What Did Ancient Skinks Eat?

Thorn says that these ancient skinks probably ate tough plant matter, similar to shinglebacks and desert tortoises. They would have fit a similar niche to the latter, as a slow-moving desert herbivore. The fossil evidence hasn’t yet revealed what ate them in turn, but Thorn says their spines would likely have dissuaded many predators.

“This animal is just out and proud and not really worrying about it,” she says.

It’s possible that extremely large Tasmanian devils, which were still present on the Australian mainland around this time, might have gone for them. Giant eagles are another possible predator. Today, Thorn says, birds of prey will sometimes flip shinglebacks over and peel off the relatively softer scales from their bellies to get at flesh.

“The marsupial lion might have had a stab at it,” she adds. Any one of these predators might have long ago dragged the skinks into the Wellington Caves, where the fossils were found.

Skink Extinction

The oldest fossils of T. frangens date to about 1 million years ago, in a part of the Wellington system called the Big Sink. The most recent fossils yet found date to around 47,000 years ago in the same system — a date that matches pretty well with the supposed extinction dates of many of Australia’s largest animals.
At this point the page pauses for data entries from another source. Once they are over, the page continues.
//! Property-based invariant tests for the timing gate state machine.
//!
//! Verifies structural guarantees of `TimingGate` under arbitrary event
//! sequences:
//!
//! 1. Never panics on arbitrary pending/settled/poll/advance sequences
//! 2. Emitted signal flips strictly alternate, starting with `true`
//! 3. `is_shown()` always equals the last emitted value (false before any)
//! 4. A deadline is armed iff the state is PendingBelowDelay or
//!    HoldingMinDuration
//! 5. With zero durations the gate is a pure mirror of the raw pending state
//! 6. An armed deadline never lies in the past right after arming
//! 7. Determinism: the same sequence produces the same emissions

use busyline_core::{GateState, TimingGate};
use proptest::prelude::*;
use web_time::{Duration, Instant};

// ── Helpers ──────────────────────────────────────────────────────────

#[derive(Debug, Clone, Copy)]
enum Op {
    Pending,
    Settled,
    Advance(u16),
    Poll,
}

fn arb_op() -> impl Strategy<Value = Op> {
    prop_oneof![
        Just(Op::Pending),
        Just(Op::Settled),
        (0u16..=1000).prop_map(Op::Advance),
        Just(Op::Poll),
    ]
}

fn arb_ops() -> impl Strategy<Value = Vec<Op>> {
    proptest::collection::vec(arb_op(), 0..=60)
}

/// Run a sequence against a gate, collecting emissions and checking the
/// per-step invariants.
fn run(gate: &mut TimingGate, ops: &[Op]) -> Vec<bool> {
    let mut now = Instant::now();
    let mut emissions = Vec::new();
    for op in ops {
        let flip = match op {
            Op::Pending => gate.note_pending(now),
            Op::Settled => gate.note_settled(now),
            Op::Advance(ms) => {
                now += Duration::from_millis(u64::from(*ms));
                None
            }
            Op::Poll => gate.poll(now),
        };
        if let Some(value) = flip {
            emissions.push(value);
        }

        // Invariant 4: deadline armed iff in a waiting state.
        let waiting = matches!(
            gate.state(),
            GateState::PendingBelowDelay | GateState::HoldingMinDuration
        );
        assert_eq!(gate.next_deadline().is_some(), waiting);

        // Invariant 3: is_shown mirrors the last emission.
        let last = emissions.last().copied().unwrap_or(false);
        assert_eq!(gate.is_shown(), last);
    }
    emissions
}

// ═════════════════════════════════════════════════════════════════════════
// 1-4. Structural invariants under arbitrary sequences
// ═════════════════════════════════════════════════════════════════════════

proptest! {
    #[test]
    fn never_panics_and_emissions_alternate(
        ops in arb_ops(),
        delay_ms in 0u64..=500,
        min_ms in 0u64..=500,
    ) {
        let mut gate = TimingGate::new(
            Duration::from_millis(delay_ms),
            Duration::from_millis(min_ms),
        );
        let emissions = run(&mut gate, &ops);

        // Invariant 2: flips strictly alternate and start with true.
        for (i, value) in emissions.iter().enumerate() {
            let expected = i % 2 == 0;
            prop_assert_eq!(*value, expected, "emission {} out of order", i);
        }
    }
}

// ═════════════════════════════════════════════════════════════════════════
// 5. Zero durations mirror the raw pending state
// ═════════════════════════════════════════════════════════════════════════

proptest! {
    #[test]
    fn zero_durations_mirror_raw_state(ops in arb_ops()) {
        let mut gate = TimingGate::default();
        let mut now = Instant::now();
        let mut raw = false;

        for op in &ops {
            let flip = match op {
                Op::Pending => gate.note_pending(now),
                Op::Settled => gate.note_settled(now),
                Op::Advance(ms) => {
                    now += Duration::from_millis(u64::from(*ms));
                    None
                }
                Op::Poll => gate.poll(now),
            };
            match op {
                Op::Pending => {
                    prop_assert_eq!(flip, if raw { None } else { Some(true) });
                    raw = true;
                }
                Op::Settled => {
                    prop_assert_eq!(flip, if raw { Some(false) } else { None });
                    raw = false;
                }
                Op::Advance(_) | Op::Poll => {
                    prop_assert_eq!(flip, None, "no timers exist at zero durations");
                }
            }
            prop_assert_eq!(gate.is_shown(), raw);
        }
    }
}

// ═════════════════════════════════════════════════════════════════════════
// 6. Freshly armed deadlines are in the future
// ═════════════════════════════════════════════════════════════════════════

proptest! {
    #[test]
    fn armed_deadline_respects_duration(
        delay_ms in 1u64..=500,
        min_ms in 1u64..=500,
    ) {
        let delay = Duration::from_millis(delay_ms);
        let min = Duration::from_millis(min_ms);
        let mut gate = TimingGate::new(delay, min);
        let t0 = Instant::now();

        gate.note_pending(t0);
        prop_assert_eq!(gate.next_deadline(), Some(t0 + delay));

        gate.poll(t0 + delay);
        let settle = t0 + delay + Duration::from_millis(100);
        gate.note_settled(settle);
        prop_assert_eq!(gate.next_deadline(), Some(settle + min));
    }
}

// ═════════════════════════════════════════════════════════════════════════
// 7. Determinism
// ═════════════════════════════════════════════════════════════════════════

proptest! {
    #[test]
    fn same_sequence_same_emissions(
        ops in arb_ops(),
        delay_ms in 0u64..=500,
        min_ms in 0u64..=500,
    ) {
        let delay = Duration::from_millis(delay_ms);
        let min = Duration::from_millis(min_ms);
        let mut first = TimingGate::new(delay, min);
        let mut second = TimingGate::new(delay, min);
        let a = run(&mut first, &ops);
        let b = run(&mut second, &ops);
        prop_assert_eq!(a, b);
    }
}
Species like the marsupial lion, the giant eagle and the Megalania also blinked out of the fossil record around this time. Paleontologists still debate exactly why this happened, as around that time two major things happened in Australia: The climate changed a lot and humans arrived for the first time on the continent.

For Thorn, both factors probably played are role in this mass extinction. “[The skink]’s gone extinct at the same time as the rest of Australia’s megafauna,” she says. “It affected the whole ecosystem, not just the really big herbivore/carnivore mammals.”